|
Fin novembre 1997, je me suis rendue dans quatre des sept villes des "territoires occupés" devenues autonomes par application des accords d'Oslo. En sillonnant les routes de Jérusalem au Jourdain, et de Naplouse à Gaza, en écoutant des témoignages, plus tard en relisant l'histoire de ce pays, j'ai découvert une réalité que je m'étais employée à nier depuis toujours et j'ai compris qu'il était temps d'en finir avec un aveuglement consenti.
Petit à petit, je voyais s'effondrer, non sans douleur et sans déchirement, un système d'affirmations rassurantes, répétées, et souvent légitimes l'audace du peuple juif, la nécessité de sa sécurité. Et derrière elles, se profiler l'existence d'un peuple, le peuple palestinien, de sa terre terre ancienne, habitée, nourrie de culture, de religions, d'influences arabes, chrétiennes, juives.
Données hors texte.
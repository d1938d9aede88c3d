use chrono::Utc;
use pulsemon_core::error::{Error, Result};
use pulsemon_core::frame::{parse_single_value, RawFrame};
use pulsemon_core::store::live::{LiveLeadFile, LiveSnapshot};
use pulsemon_core::{AcquisitionStats, Lead, LeadBufferSet, SampleSource, TestMode};
use tracing::{debug, info, warn};

/// Result of one session tick
#[derive(Debug, Clone, Copy, PartialEq, Eq)]
pub enum TickOutcome {
    /// A frame was accepted into the buffers
    Frame,
    /// Nothing arrived before the read timeout
    Idle,
    /// A line arrived but was rejected
    Dropped,
}

/// One acquisition run over a `SampleSource`
///
/// Owns the source, the per-lead buffers and the statistics counters,
/// and periodically publishes the Lead II window to the live file.
pub struct AcquisitionSession {
    source: Box<dyn SampleSource>,
    buffers: LeadBufferSet,
    stats: AcquisitionStats,
    live: LiveLeadFile,

    // Live file cadence
    write_every_frames: u64,

    // Read-error budget
    max_consecutive_errors: u32,
    consecutive_errors: u32,

    sample_rate_hz: Option<f64>,
}

impl AcquisitionSession {
    pub fn new(
        source: Box<dyn SampleSource>,
        mode: TestMode,
        buffer_capacity: usize,
        live: LiveLeadFile,
        write_every_frames: u64,
        max_consecutive_errors: u32,
    ) -> Self {
        Self {
            source,
            buffers: LeadBufferSet::new(mode, buffer_capacity),
            stats: AcquisitionStats::new(),
            live,
            write_every_frames: write_every_frames.max(1),
            max_consecutive_errors: max_consecutive_errors.max(1),
            consecutive_errors: 0,
            sample_rate_hz: None,
        }
    }

    /// Declared sample rate published in live snapshots
    pub fn set_sample_rate_hz(&mut self, rate: f64) {
        self.sample_rate_hz = Some(rate);
    }

    pub fn buffers(&self) -> &LeadBufferSet {
        &self.buffers
    }

    pub fn stats(&self) -> &AcquisitionStats {
        &self.stats
    }

    pub fn is_running(&self) -> bool {
        self.source.is_running()
    }

    /// Send the start command and begin streaming
    pub fn start(&mut self) -> Result<()> {
        self.source.start()?;
        info!("Acquisition started ({})", self.buffers.mode().title());
        Ok(())
    }

    /// Best-effort shutdown after a fatal read error
    ///
    /// The stop command and the final live write go over the same
    /// links that just failed, so their errors are logged rather than
    /// propagated over the original failure.
    pub fn shutdown(&mut self) {
        if let Err(e) = self.stop() {
            warn!("Stop command failed during shutdown: {}", e);
        }
        if let Err(e) = self.publish_live() {
            warn!("Final live write failed during shutdown: {}", e);
        }
    }

    /// Send the stop command
    pub fn stop(&mut self) -> Result<()> {
        self.source.stop()?;
        info!(
            "Acquisition stopped: {} frames, {} dropped, {} parse errors",
            self.stats.frames_received, self.stats.frames_dropped, self.stats.parse_errors
        );
        Ok(())
    }

    /// Read and process one line from the source
    ///
    /// A timeout is not an error. Read failures consume the
    /// consecutive-error budget; once it is spent the error is
    /// returned and the caller should stop the session.
    pub fn tick(&mut self) -> Result<TickOutcome> {
        let line = match self.source.read_line() {
            Ok(line) => line,
            Err(e) => {
                self.consecutive_errors += 1;
                if self.consecutive_errors >= self.max_consecutive_errors {
                    return Err(Error::Serial(format!(
                        "{} consecutive read failures, last: {}",
                        self.consecutive_errors, e
                    )));
                }
                warn!(
                    "Read failed ({}/{}): {}",
                    self.consecutive_errors, self.max_consecutive_errors, e
                );
                return Ok(TickOutcome::Idle);
            }
        };

        let line = match line {
            Some(line) => line,
            None => return Ok(TickOutcome::Idle),
        };
        self.consecutive_errors = 0;

        // Live monitoring boards emit one value per line
        if self.buffers.mode() == TestMode::LiveMonitoring {
            if let Some(value) = parse_single_value(&line) {
                self.buffers.push_sample(Lead::II, value as f64);
                self.record_accepted()?;
                return Ok(TickOutcome::Frame);
            }
        }

        let frame = match RawFrame::parse(&line) {
            Ok(frame) => frame,
            Err(Error::Frame(msg)) => {
                self.stats.record_drop();
                debug!("Dropped frame: {}", msg);
                return Ok(TickOutcome::Dropped);
            }
            Err(e) => {
                self.stats.record_parse_error();
                debug!("Unparseable line '{}': {}", line, e);
                return Ok(TickOutcome::Dropped);
            }
        };

        self.buffers.push_frame(&frame.derive());
        self.record_accepted()?;
        Ok(TickOutcome::Frame)
    }

    fn record_accepted(&mut self) -> Result<()> {
        self.stats.record_frame(Utc::now().timestamp() as u64);

        if self.stats.frames_received % self.write_every_frames == 0 {
            self.publish_live()?;
        }
        Ok(())
    }

    /// Write the current Lead II window to the live file
    pub fn publish_live(&mut self) -> Result<()> {
        let samples = match self.buffers.buffer(Lead::II) {
            Some(buffer) => buffer.samples(),
            None => return Ok(()),
        };

        let snapshot = LiveSnapshot::new(Lead::II, samples, self.sample_rate_hz);
        self.live.write(&snapshot)?;
        self.stats.record_live_write();
        debug!(
            "Live file updated: {} samples at {}",
            snapshot.samples.len(),
            snapshot.updated_at
        );
        Ok(())
    }
}

#[cfg(test)]
mod tests {
    use super::*;
    use std::collections::VecDeque;

    // ===== Test source =====

    /// Scripted source replaying a fixed sequence of read results
    struct ScriptedSource {
        lines: VecDeque<Result<Option<String>>>,
        running: bool,
    }

    impl ScriptedSource {
        fn new(lines: Vec<Result<Option<String>>>) -> Self {
            Self {
                lines: lines.into(),
                running: false,
            }
        }
    }

    impl SampleSource for ScriptedSource {
        fn start(&mut self) -> Result<()> {
            self.running = true;
            Ok(())
        }

        fn stop(&mut self) -> Result<()> {
            self.running = false;
            Ok(())
        }

        fn read_line(&mut self) -> Result<Option<String>> {
            self.lines.pop_front().unwrap_or(Ok(None))
        }

        fn is_running(&self) -> bool {
            self.running
        }
    }

    fn session_with(
        mode: TestMode,
        lines: Vec<Result<Option<String>>>,
        dir: &tempfile::TempDir,
    ) -> AcquisitionSession {
        AcquisitionSession::new(
            Box::new(ScriptedSource::new(lines)),
            mode,
            80,
            LiveLeadFile::new(dir.path().join("lead_ii_live.json")),
            2,
            3,
        )
    }

    // ===== Frame handling =====

    #[test]
    fn test_accepted_frame_fills_buffers() {
        let dir = tempfile::tempdir().unwrap();
        let mut session = session_with(
            TestMode::TwelveLead,
            vec![Ok(Some("100 40 50 200 30 60 10 20".to_string()))],
            &dir,
        );
        session.start().unwrap();

        assert_eq!(session.tick().unwrap(), TickOutcome::Frame);
        assert_eq!(session.stats().frames_received, 1);

        let ii = session.buffers().buffer(Lead::II).unwrap();
        assert_eq!(ii.samples(), vec![200.0]);
        // III = II - I
        let iii = session.buffers().buffer(Lead::III).unwrap();
        assert_eq!(iii.samples(), vec![100.0]);
    }

    #[test]
    fn test_timeout_is_idle_not_error() {
        let dir = tempfile::tempdir().unwrap();
        let mut session = session_with(TestMode::TwelveLead, vec![Ok(None), Ok(None)], &dir);
        session.start().unwrap();

        assert_eq!(session.tick().unwrap(), TickOutcome::Idle);
        assert_eq!(session.tick().unwrap(), TickOutcome::Idle);
        assert_eq!(session.stats().frames_received, 0);
        assert_eq!(session.stats().parse_errors, 0);
    }

    #[test]
    fn test_wrong_arity_dropped_and_counted() {
        let dir = tempfile::tempdir().unwrap();
        let mut session = session_with(
            TestMode::TwelveLead,
            vec![Ok(Some("1 2 3".to_string()))],
            &dir,
        );
        session.start().unwrap();

        assert_eq!(session.tick().unwrap(), TickOutcome::Dropped);
        assert_eq!(session.stats().frames_dropped, 1);
        assert_eq!(session.stats().parse_errors, 0);
    }

    #[test]
    fn test_garbage_counts_parse_error() {
        let dir = tempfile::tempdir().unwrap();
        let mut session = session_with(
            TestMode::TwelveLead,
            vec![Ok(Some("a b c d e f g h".to_string()))],
            &dir,
        );
        session.start().unwrap();

        assert_eq!(session.tick().unwrap(), TickOutcome::Dropped);
        assert_eq!(session.stats().parse_errors, 1);
        assert_eq!(session.stats().frames_dropped, 0);
    }

    // ===== Error budget =====

    #[test]
    fn test_read_errors_consume_budget() {
        let dir = tempfile::tempdir().unwrap();
        let lines = vec![
            Err(Error::Serial("boom".to_string())),
            Err(Error::Serial("boom".to_string())),
            Err(Error::Serial("boom".to_string())),
        ];
        let mut session = session_with(TestMode::TwelveLead, lines, &dir);
        session.start().unwrap();

        // Budget of 3: two tolerated, the third is fatal
        assert_eq!(session.tick().unwrap(), TickOutcome::Idle);
        assert_eq!(session.tick().unwrap(), TickOutcome::Idle);
        assert!(session.tick().is_err());
    }

    #[test]
    fn test_good_frame_resets_budget() {
        let dir = tempfile::tempdir().unwrap();
        let lines = vec![
            Err(Error::Serial("boom".to_string())),
            Err(Error::Serial("boom".to_string())),
            Ok(Some("100 40 50 200 30 60 10 20".to_string())),
            Err(Error::Serial("boom".to_string())),
        ];
        let mut session = session_with(TestMode::TwelveLead, lines, &dir);
        session.start().unwrap();

        session.tick().unwrap();
        session.tick().unwrap();
        assert_eq!(session.tick().unwrap(), TickOutcome::Frame);
        // Counter restarted, so this one is tolerated again
        assert_eq!(session.tick().unwrap(), TickOutcome::Idle);
    }

    // ===== Live file =====

    #[test]
    fn test_live_file_written_on_cadence() {
        let dir = tempfile::tempdir().unwrap();
        let frame = "100 40 50 200 30 60 10 20".to_string();
        let lines = (0..4).map(|_| Ok(Some(frame.clone()))).collect();
        let mut session = session_with(TestMode::TwelveLead, lines, &dir);
        session.start().unwrap();

        for _ in 0..4 {
            session.tick().unwrap();
        }

        // Cadence of 2 frames: writes after frames 2 and 4
        assert_eq!(session.stats().live_writes, 2);
        let live = LiveLeadFile::new(dir.path().join("lead_ii_live.json"));
        let snapshot = live.read().unwrap().expect("live file should exist");
        assert_eq!(snapshot.lead, Lead::II);
        assert_eq!(snapshot.samples.len(), 4);
    }

    #[test]
    fn test_publish_live_on_demand() {
        let dir = tempfile::tempdir().unwrap();
        let mut session = session_with(
            TestMode::TwelveLead,
            vec![Ok(Some("100 40 50 200 30 60 10 20".to_string()))],
            &dir,
        );
        session.set_sample_rate_hz(100.0);
        session.start().unwrap();
        session.tick().unwrap();

        session.publish_live().unwrap();

        let live = LiveLeadFile::new(dir.path().join("lead_ii_live.json"));
        let snapshot = live.read().unwrap().unwrap();
        assert_eq!(snapshot.sample_rate_hz, Some(100.0));
    }

    // ===== Live monitoring mode =====

    #[test]
    fn test_live_monitoring_single_values() {
        let dir = tempfile::tempdir().unwrap();
        let lines = vec![
            Ok(Some("1712".to_string())),
            Ok(Some("945".to_string())),
            Ok(Some("not a number".to_string())),
        ];
        let mut session = session_with(TestMode::LiveMonitoring, lines, &dir);
        session.start().unwrap();

        assert_eq!(session.tick().unwrap(), TickOutcome::Frame);
        assert_eq!(session.tick().unwrap(), TickOutcome::Frame);
        assert_eq!(session.tick().unwrap(), TickOutcome::Dropped);

        let ii = session.buffers().buffer(Lead::II).unwrap();
        // Long readings keep only their last three digits
        assert_eq!(ii.samples(), vec![712.0, 945.0]);
    }

    #[test]
    fn test_twelve_lead_ignores_single_values() {
        let dir = tempfile::tempdir().unwrap();
        let mut session = session_with(
            TestMode::TwelveLead,
            vec![Ok(Some("945".to_string()))],
            &dir,
        );
        session.start().unwrap();

        // A lone value is a short frame in grid modes
        assert_eq!(session.tick().unwrap(), TickOutcome::Dropped);
        assert_eq!(session.stats().frames_dropped, 1);
    }

    /// Source whose stop command always fails, like a vanished port
    struct DeadPortSource;

    impl SampleSource for DeadPortSource {
        fn start(&mut self) -> Result<()> {
            Ok(())
        }

        fn stop(&mut self) -> Result<()> {
            Err(Error::Serial("device disconnected".to_string()))
        }

        fn read_line(&mut self) -> Result<Option<String>> {
            Err(Error::Serial("device disconnected".to_string()))
        }

        fn is_running(&self) -> bool {
            false
        }
    }

    #[test]
    fn test_shutdown_swallows_stop_failure() {
        let dir = tempfile::tempdir().unwrap();
        let mut session = AcquisitionSession::new(
            Box::new(DeadPortSource),
            TestMode::TwelveLead,
            80,
            LiveLeadFile::new(dir.path().join("lead_ii_live.json")),
            2,
            1,
        );
        session.start().unwrap();

        // Budget of 1: the first read failure is fatal
        assert!(session.tick().is_err());

        // Shutdown must not panic or propagate the failing stop, and
        // still leaves the final window on disk
        session.shutdown();
        let live = LiveLeadFile::new(dir.path().join("lead_ii_live.json"));
        assert!(live.read().unwrap().is_some());
    }

    #[test]
    fn test_stop_reports_counts() {
        let dir = tempfile::tempdir().unwrap();
        let mut session = session_with(
            TestMode::TwelveLead,
            vec![Ok(Some("100 40 50 200 30 60 10 20".to_string()))],
            &dir,
        );
        session.start().unwrap();
        assert!(session.is_running());

        session.tick().unwrap();
        session.stop().unwrap();
        assert!(!session.is_running());
    }
}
La "cause palestinienne" a été trop souvent le prétexte ou l'alibi d'un retour de la judéophobie. Mais l'indispensable mémoire de l'Holocauste aurait-elle jamais dû servir à masquer les épreuves subies depuis des dizaines d'années par le peuple palestinien, et à justifier la politique menée par Israël dans la partie occupée de la Palestine.